[Opening Information given section]
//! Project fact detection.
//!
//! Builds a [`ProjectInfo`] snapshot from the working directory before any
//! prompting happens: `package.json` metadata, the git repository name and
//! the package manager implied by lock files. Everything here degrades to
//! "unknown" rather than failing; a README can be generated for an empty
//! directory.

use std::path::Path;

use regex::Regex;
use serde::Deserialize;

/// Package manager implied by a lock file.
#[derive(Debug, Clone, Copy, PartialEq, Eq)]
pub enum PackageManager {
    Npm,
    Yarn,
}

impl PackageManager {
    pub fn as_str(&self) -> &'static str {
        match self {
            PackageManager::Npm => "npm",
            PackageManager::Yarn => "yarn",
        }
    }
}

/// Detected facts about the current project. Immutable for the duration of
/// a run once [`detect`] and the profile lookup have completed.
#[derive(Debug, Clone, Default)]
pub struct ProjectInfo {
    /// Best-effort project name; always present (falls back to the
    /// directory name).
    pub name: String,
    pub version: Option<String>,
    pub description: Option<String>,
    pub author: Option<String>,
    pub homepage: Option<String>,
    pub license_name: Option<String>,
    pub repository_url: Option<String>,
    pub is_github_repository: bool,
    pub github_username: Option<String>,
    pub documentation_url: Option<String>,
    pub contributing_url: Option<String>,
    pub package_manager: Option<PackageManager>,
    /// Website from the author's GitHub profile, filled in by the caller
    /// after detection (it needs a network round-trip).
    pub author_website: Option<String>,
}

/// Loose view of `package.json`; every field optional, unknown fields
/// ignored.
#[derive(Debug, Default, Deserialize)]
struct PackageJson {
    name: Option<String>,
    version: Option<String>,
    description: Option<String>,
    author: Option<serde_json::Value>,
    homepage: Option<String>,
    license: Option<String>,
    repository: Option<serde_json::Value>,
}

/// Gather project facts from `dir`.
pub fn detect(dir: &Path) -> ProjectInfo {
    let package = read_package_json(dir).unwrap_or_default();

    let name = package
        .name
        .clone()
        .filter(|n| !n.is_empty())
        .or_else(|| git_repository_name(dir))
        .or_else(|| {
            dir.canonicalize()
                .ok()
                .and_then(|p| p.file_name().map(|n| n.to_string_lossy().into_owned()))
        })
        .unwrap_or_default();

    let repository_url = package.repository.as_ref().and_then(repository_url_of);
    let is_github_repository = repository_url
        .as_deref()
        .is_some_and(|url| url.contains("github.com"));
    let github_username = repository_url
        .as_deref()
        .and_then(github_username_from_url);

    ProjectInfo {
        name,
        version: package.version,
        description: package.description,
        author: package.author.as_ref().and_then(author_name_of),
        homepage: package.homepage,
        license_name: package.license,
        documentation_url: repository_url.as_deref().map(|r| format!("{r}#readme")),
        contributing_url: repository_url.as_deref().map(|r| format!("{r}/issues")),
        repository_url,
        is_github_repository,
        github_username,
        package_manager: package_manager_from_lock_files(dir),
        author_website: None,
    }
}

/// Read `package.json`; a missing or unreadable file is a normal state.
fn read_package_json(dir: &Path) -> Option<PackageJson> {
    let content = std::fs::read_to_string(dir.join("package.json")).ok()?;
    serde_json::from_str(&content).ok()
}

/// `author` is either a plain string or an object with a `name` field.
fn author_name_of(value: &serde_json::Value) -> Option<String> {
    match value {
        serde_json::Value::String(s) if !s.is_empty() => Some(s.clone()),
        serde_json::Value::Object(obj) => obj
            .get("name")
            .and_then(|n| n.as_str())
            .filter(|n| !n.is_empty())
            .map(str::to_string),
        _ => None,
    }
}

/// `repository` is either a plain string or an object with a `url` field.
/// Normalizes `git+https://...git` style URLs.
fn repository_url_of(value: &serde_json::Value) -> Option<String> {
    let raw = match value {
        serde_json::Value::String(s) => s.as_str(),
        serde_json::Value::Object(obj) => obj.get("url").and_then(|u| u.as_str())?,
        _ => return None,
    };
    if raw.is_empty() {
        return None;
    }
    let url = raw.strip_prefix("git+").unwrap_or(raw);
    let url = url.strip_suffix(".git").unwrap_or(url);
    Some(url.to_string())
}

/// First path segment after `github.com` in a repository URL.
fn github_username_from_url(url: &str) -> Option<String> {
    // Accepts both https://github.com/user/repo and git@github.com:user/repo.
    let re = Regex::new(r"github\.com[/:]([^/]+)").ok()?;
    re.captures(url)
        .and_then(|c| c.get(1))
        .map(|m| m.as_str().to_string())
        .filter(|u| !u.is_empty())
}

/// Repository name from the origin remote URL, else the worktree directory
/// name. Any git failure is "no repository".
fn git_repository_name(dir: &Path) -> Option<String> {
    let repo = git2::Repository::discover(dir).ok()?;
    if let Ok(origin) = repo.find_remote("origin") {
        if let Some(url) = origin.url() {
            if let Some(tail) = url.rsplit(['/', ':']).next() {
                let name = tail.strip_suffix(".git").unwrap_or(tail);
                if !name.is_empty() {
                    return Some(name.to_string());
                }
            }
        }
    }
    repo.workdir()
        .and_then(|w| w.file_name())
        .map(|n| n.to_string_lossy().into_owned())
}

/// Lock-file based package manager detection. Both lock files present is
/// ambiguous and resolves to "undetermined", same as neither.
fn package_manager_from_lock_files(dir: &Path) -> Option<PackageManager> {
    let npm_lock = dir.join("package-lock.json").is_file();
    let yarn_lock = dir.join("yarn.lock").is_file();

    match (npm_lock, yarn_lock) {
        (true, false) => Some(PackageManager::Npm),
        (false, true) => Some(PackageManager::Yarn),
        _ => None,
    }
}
[Closing Information given section]
Instructions to follow:
Copy only this part of the entries above: the line with "the duration of", the line with "a network round-trip).", and the lines between, all exactly as written.

Output of the task:
/// Detected facts about the current project. Immutable for the duration of
/// a run once [`detect`] and the profile lookup have completed.
#[derive(Debug, Clone, Default)]
pub struct ProjectInfo {
    /// Best-effort project name; always present (falls back to the
    /// directory name).
    pub name: String,
    pub version: Option<String>,
    pub description: Option<String>,
    pub author: Option<String>,
    pub homepage: Option<String>,
    pub license_name: Option<String>,
    pub repository_url: Option<String>,
    pub is_github_repository: bool,
    pub github_username: Option<String>,
    pub documentation_url: Option<String>,
    pub contributing_url: Option<String>,
    pub package_manager: Option<PackageManager>,
    /// Website from the author's GitHub profile, filled in by the caller
    /// after detection (it needs a network round-trip).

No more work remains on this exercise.